### Exercise prompt
Below are some records; quote exactly the lines from the one that contains "#[derive(Debug, Error)]" through the one that contains "let padded: Vec<char>", inclusive, and no others.
(Supplied information Opens)
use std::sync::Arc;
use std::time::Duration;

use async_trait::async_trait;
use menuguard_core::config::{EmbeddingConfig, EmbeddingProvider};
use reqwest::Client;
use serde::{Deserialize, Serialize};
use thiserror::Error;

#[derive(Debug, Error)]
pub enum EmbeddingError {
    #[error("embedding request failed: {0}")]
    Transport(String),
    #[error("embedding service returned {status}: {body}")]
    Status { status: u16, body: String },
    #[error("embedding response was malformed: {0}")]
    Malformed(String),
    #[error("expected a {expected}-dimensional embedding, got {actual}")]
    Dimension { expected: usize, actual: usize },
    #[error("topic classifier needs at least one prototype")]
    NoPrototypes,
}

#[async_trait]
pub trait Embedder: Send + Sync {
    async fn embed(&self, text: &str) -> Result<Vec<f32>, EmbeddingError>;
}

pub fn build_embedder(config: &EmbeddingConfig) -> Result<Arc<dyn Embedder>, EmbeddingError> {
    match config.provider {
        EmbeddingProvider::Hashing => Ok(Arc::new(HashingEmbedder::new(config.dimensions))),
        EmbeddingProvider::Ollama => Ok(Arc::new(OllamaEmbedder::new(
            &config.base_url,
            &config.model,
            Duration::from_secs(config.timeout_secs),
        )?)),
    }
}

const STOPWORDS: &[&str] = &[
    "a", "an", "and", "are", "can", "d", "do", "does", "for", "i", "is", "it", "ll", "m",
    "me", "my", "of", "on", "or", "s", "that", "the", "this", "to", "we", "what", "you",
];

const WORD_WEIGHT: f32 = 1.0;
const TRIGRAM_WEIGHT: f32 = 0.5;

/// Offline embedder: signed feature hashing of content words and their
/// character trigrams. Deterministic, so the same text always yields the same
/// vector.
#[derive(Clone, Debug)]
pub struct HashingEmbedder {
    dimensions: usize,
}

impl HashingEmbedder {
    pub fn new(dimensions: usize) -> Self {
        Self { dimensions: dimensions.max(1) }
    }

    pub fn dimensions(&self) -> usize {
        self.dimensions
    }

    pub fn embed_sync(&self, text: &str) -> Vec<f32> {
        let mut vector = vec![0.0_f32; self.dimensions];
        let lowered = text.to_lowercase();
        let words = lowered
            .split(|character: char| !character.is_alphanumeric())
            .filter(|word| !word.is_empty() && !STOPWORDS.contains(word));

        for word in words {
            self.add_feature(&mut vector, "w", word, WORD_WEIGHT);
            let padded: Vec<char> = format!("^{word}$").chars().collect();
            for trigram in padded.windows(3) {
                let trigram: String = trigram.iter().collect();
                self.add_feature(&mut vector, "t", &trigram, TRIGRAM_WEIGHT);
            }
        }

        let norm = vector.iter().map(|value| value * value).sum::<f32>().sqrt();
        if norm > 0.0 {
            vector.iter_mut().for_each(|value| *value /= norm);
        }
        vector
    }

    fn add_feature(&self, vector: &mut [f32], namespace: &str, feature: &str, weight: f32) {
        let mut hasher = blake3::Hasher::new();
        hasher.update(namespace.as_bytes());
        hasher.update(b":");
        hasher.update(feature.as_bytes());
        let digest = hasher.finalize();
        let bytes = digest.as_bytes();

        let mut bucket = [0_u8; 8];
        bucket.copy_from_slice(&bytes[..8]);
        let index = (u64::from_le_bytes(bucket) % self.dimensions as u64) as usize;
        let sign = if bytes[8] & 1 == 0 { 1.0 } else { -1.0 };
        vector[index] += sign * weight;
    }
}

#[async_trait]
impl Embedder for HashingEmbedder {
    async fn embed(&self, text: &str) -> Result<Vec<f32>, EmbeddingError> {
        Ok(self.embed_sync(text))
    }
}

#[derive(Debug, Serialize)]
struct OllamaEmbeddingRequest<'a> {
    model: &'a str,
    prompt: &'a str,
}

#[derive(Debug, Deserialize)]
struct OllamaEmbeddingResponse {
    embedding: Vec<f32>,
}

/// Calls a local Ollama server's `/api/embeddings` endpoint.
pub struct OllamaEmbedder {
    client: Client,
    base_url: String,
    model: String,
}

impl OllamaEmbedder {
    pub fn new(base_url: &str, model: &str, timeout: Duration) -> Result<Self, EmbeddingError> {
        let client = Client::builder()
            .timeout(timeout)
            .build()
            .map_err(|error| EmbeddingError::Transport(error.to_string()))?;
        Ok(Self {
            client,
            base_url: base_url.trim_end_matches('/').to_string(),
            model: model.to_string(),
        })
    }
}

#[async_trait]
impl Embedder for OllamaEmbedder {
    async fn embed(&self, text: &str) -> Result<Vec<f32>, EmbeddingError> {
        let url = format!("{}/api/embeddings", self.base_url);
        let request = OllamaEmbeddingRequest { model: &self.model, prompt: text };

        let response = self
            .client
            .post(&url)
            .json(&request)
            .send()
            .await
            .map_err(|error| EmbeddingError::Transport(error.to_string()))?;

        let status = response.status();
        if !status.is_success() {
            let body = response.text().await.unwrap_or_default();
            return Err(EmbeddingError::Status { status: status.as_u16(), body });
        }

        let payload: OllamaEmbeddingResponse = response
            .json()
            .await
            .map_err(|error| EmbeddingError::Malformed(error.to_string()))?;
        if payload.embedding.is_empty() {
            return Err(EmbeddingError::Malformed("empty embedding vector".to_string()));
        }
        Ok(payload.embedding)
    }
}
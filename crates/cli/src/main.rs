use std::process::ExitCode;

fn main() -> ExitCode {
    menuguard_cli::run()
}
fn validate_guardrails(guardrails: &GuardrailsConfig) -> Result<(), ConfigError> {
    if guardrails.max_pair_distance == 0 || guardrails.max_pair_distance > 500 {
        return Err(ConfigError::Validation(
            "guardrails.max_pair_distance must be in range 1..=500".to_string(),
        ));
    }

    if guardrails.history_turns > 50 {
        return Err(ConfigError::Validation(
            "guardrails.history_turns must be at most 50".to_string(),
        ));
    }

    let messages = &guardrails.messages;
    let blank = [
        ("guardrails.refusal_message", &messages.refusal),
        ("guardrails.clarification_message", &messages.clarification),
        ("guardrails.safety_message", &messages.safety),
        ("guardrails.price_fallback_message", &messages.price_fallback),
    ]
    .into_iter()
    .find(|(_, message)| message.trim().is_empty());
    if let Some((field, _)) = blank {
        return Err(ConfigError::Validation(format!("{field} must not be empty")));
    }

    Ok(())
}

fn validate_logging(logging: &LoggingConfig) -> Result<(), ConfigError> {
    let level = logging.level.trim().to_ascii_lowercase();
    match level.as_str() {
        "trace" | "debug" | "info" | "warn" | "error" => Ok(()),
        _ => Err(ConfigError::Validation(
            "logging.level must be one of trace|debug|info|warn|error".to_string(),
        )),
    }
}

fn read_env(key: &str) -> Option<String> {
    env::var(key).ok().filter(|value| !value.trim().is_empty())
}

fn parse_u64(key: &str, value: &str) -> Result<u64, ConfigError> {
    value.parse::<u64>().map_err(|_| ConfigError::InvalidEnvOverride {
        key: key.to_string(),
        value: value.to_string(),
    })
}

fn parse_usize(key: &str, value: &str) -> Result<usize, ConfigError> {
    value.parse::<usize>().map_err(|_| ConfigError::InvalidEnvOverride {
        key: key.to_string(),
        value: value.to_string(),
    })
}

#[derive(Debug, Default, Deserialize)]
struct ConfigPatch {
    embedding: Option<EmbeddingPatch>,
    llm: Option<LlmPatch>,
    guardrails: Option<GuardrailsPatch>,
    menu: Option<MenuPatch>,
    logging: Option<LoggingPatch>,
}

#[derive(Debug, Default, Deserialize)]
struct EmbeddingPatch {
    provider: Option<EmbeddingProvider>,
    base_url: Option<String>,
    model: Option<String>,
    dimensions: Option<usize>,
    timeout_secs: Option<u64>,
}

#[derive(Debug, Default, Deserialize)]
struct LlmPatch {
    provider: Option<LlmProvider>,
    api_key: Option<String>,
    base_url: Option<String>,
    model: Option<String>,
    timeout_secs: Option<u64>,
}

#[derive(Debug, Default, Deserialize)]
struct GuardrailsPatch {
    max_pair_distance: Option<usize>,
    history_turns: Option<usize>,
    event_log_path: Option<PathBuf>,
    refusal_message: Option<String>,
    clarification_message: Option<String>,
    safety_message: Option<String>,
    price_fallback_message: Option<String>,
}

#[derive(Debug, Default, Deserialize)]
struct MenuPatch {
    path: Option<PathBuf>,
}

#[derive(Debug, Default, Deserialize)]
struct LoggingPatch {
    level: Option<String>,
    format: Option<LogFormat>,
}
(Supplied information Closes)
### Exercise output
#[derive(Debug, Error)]
pub enum EmbeddingError {
    #[error("embedding request failed: {0}")]
    Transport(String),
    #[error("embedding service returned {status}: {body}")]
    Status { status: u16, body: String },
    #[error("embedding response was malformed: {0}")]
    Malformed(String),
    #[error("expected a {expected}-dimensional embedding, got {actual}")]
    Dimension { expected: usize, actual: usize },
    #[error("topic classifier needs at least one prototype")]
    NoPrototypes,
}

#[async_trait]
pub trait Embedder: Send + Sync {
    async fn embed(&self, text: &str) -> Result<Vec<f32>, EmbeddingError>;
}

pub fn build_embedder(config: &EmbeddingConfig) -> Result<Arc<dyn Embedder>, EmbeddingError> {
    match config.provider {
        EmbeddingProvider::Hashing => Ok(Arc::new(HashingEmbedder::new(config.dimensions))),
        EmbeddingProvider::Ollama => Ok(Arc::new(OllamaEmbedder::new(
            &config.base_url,
            &config.model,
            Duration::from_secs(config.timeout_secs),
        )?)),
    }
}

const STOPWORDS: &[&str] = &[
    "a", "an", "and", "are", "can", "d", "do", "does", "for", "i", "is", "it", "ll", "m",
    "me", "my", "of", "on", "or", "s", "that", "the", "this", "to", "we", "what", "you",
];

const WORD_WEIGHT: f32 = 1.0;
const TRIGRAM_WEIGHT: f32 = 0.5;

/// Offline embedder: signed feature hashing of content words and their
/// character trigrams. Deterministic, so the same text always yields the same
/// vector.
#[derive(Clone, Debug)]
pub struct HashingEmbedder {
    dimensions: usize,
}

impl HashingEmbedder {
    pub fn new(dimensions: usize) -> Self {
        Self { dimensions: dimensions.max(1) }
    }

    pub fn dimensions(&self) -> usize {
        self.dimensions
    }

    pub fn embed_sync(&self, text: &str) -> Vec<f32> {
        let mut vector = vec![0.0_f32; self.dimensions];
        let lowered = text.to_lowercase();
        let words = lowered
            .split(|character: char| !character.is_alphanumeric())
            .filter(|word| !word.is_empty() && !STOPWORDS.contains(word));

        for word in words {
            self.add_feature(&mut vector, "w", word, WORD_WEIGHT);
            let padded: Vec<char> = format!("^{word}$").chars().collect();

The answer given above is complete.